Le décret du 6 mai 2017 comporte bien des zones d’incertitudes.

La juridiction de renvoi doit être saisie par déclaration au greffe de cette juridiction.

1°- La déclaration de saisine n’est pas une déclaration d’appel.

L’article 1032 du Code de procédure civile énonce à cet égard en son premier alinéa que :

« La juridiction de renvoi est saisie par déclaration au greffe de cette juridiction ».

Et l’article 1033 du même code ajoute que :

« La déclaration contient les mentions exigées pour l’acte introductif d’instance devant cette juridiction ; une copie de l’arrêt de cassation y est annexée ».

Par conséquent, si l’arrêt de cassation emporte un renvoi vers une cour d’appel désignée, ce renvoi n’entraine pas ipso jure la saisine d’office de cette cour de renvoi.

Il appartient bel et bien aux parties qui y ont intérêt, et ce en fonction de la portée de la cassation prononcée, de confectionner un acte formel de saisine.

A l’instar des autres actes introductifs d’instance, la déclaration de saisine doit comporter la désignation exacte et complète des parties à l’instance.

En vertu des dispositions de l’article 114 du Code de procédure civile, la méconnaissance de cette disposition ne peut être sanctionnée que si elle cause grief à la partie adverse.

La déclaration de saisine doit contenir les mentions exigées pour l’acte introductif devant la juridiction d’appel, ainsi qu’une copie de l’arrêt rendu par la Cour de cassation (au format PDF en cas de transmission par le RPVA).

Seul l’acte d’appel opère la dévolution des chefs critiqués du jugement.

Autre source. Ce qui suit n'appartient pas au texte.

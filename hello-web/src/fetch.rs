//! One-shot HTTP client for the hello endpoints.
use reqwest::StatusCode;

/// Default URL fetched by the `hello-fetch` binary.
pub const DEFAULT_URL: &str = "http://127.0.0.1:5000/hello/world";

#[derive(Debug, thiserror::Error)]
pub enum FetchError {
    #[error("Request to '{url}' failed: '{source}'")]
    Transport {
        url: String,
        #[source]
        source: reqwest::Error,
    },
    #[error("'{url}' answered with status {status}")]
    Status { url: String, status: StatusCode },
}

/// Sends `GET url` and returns the response body as text.
///
/// Any non-success status is an error; the request is sent once.
pub async fn fetch_text(client: &reqwest::Client, url: &str) -> Result<String, FetchError> {
    let transport = |source| FetchError::Transport {
        url: url.to_string(),
        source,
    };

    let response = client.get(url).send().await.map_err(transport)?;

    let status = response.status();
    tracing::debug!(url, %status, "received response");

    if !status.is_success() {
        return Err(FetchError::Status {
            url: url.to_string(),
            status,
        });
    }

    response.text().await.map_err(transport)
}
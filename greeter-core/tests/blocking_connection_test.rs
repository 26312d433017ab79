use greeter_core::blocking::{self, Connection};
use greeter_core::greeter_service::{GreeterServer, GreetingService};
use greeter_core::{ConnectError, ConnectOptions, ConnectionTracker, Error};
use rand::Rng;
use stub_greeter_impl::{FailingGreeter, spawn_greeting_server, unused_address};
use tonic::Code;


fn random_name(rng: &mut impl Rng) -> String {
    let len = rng.random_range(0..64);
    (0..len)
        .map(|_| match rng.random_range(0..4) {
            0 => rng.random_range(' '..='~'),
            1 => rng.random_range('\u{0}'..='\u{1f}'),
            2 => rng.random_range('\u{a0}'..='\u{d7ff}'),
            _ => rng.random_range('\u{1f300}'..='\u{1f6ff}'),
        })
        .collect()
}

#[test]
fn test_blocking_round_trip_for_random_names() {
    let mut rng = rand::rng();
    let mut conn = Connection::from_service(GreeterServer::new(GreetingService)).unwrap();

    for _ in 0..200 {
        let name = random_name(&mut rng);
        let message = conn.say_hello(&name).unwrap();
        assert_eq!(message, format!("Hello, {name}"));
    }
}

#[test]
fn test_scoped_connections_are_all_released() {
    let tracker = ConnectionTracker::new();
    let failing = FailingGreeter::default();

    for i in 0..1000 {
        let result = if i % 2 == 0 {
            Connection::from_service(GreeterServer::new(GreetingService))
                .unwrap()
                .tracked(&tracker)
                .scoped(|conn| conn.say_hello("you"))
        } else {
            Connection::from_service(GreeterServer::new(failing.clone()))
                .unwrap()
                .tracked(&tracker)
                .scoped(|conn| conn.say_hello("you"))
        };

        assert_eq!(result.is_ok(), i % 2 == 0);
        assert_eq!(tracker.active(), 0, "connection leaked on invocation {i}");
    }

    assert_eq!(tracker.acquired(), 1000);
    assert_eq!(tracker.released(), 1000);
    assert_eq!(failing.calls(), 500);
}

#[test]
fn test_scoped_connection_is_released_on_panic() {
    let tracker = ConnectionTracker::new();

    let conn = Connection::from_service(GreeterServer::new(GreetingService))
        .unwrap()
        .tracked(&tracker);

    let result = std::panic::catch_unwind(std::panic::AssertUnwindSafe(move || {
        conn.scoped::<()>(|_| panic!("boom"))
    }));

    assert!(result.is_err());
    assert_eq!(tracker.active(), 0);
    assert_eq!(tracker.released(), 1);
}

#[test]
fn test_blocking_error_is_not_retried() {
    let service = FailingGreeter::default();
    let mut conn = Connection::from_service(GreeterServer::new(service.clone())).unwrap();

    let err = conn.say_hello("you").unwrap_err();

    assert_eq!(err.code, Code::Unavailable);
    assert_eq!(service.calls(), 1);
}

#[test]
fn test_blocking_connect_to_closed_port_fails() {
    let addr = unused_address();

    let result = Connection::connect(&addr.to_string());

    assert!(matches!(result, Err(ConnectError::Unreachable { .. })));
}

#[test]
fn test_say_hello_once_against_live_server() {
    let server_runtime = tokio::runtime::Runtime::new().unwrap();
    let addr = server_runtime.block_on(spawn_greeting_server());

    let message =
        blocking::say_hello_once(&addr.to_string(), "you", ConnectOptions::default()).unwrap();

    assert_eq!(message, "Hello, you");
}

#[test]
fn test_say_hello_once_reports_connection_error() {
    let addr = unused_address();

    let result = blocking::say_hello_once(&addr.to_string(), "you", ConnectOptions::default());

    assert!(matches!(result, Err(Error::Connect(_))));
}
//! Fetches one hello endpoint and prints the response body.

use clap::Parser;
use hello_web::fetch::{DEFAULT_URL, fetch_text};
use tracing_subscriber::EnvFilter;

#[derive(Parser)]
#[command(name = "hello-fetch", version, about = "GET a URL and print the body")]
struct Cli {
    /// URL to fetch
    #[arg(default_value = DEFAULT_URL)]
    url: String,
}

#[tokio::main]
async fn main() -> anyhow::Result<()> {
    tracing_subscriber::fmt()
        .with_env_filter(
            EnvFilter::try_from_default_env().unwrap_or_else(|_| "hello_fetch=info".into()),
        )
        .with_writer(std::io::stderr)
        .init();

    let args = Cli::parse();
    let client = reqwest::Client::new();

    let body = fetch_text(&client, &args.url).await?;
    println!("{body}");

    Ok(())
}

La déclaration de saisine de la juridiction de renvoi, devant laquelle l’instruction est reprise en l’état de la procédure non atteinte par la cassation ne constitue pas une nouvelle déclaration d’appel.

Par suite, en cas de renvoi après cassation, l’effet dévolutif de l’appel s’apprécie à la lumière du seul acte d’appel et non au regard de la déclaration de saisine de la juridiction de renvoi ; qu’en appréciant l’étendue de sa saisine au regard de l’acte de saisine de la juridiction de renvoi et en considérant que cet acte.

A défaut d’énoncer les chefs du jugement critiqués, la déclaration n’est pas dépourvue d’effet d’évolutif de sorte qu’elle est saisie de l’entier litige.

La cour d’appel qui déclarerait dès lors une déclaration de saisine comme dépourvue d’effet dévolutif violerait les articles 2 du Code civil, 562, dans sa version antérieure à l’entrée en vigueur du décret n° 2017-1227 o du 6 mai 2017, 631 et 1032 du Code de procédure civile.

2°- La mention des chefs du jugement critiqué n’est donc pas nécessaire.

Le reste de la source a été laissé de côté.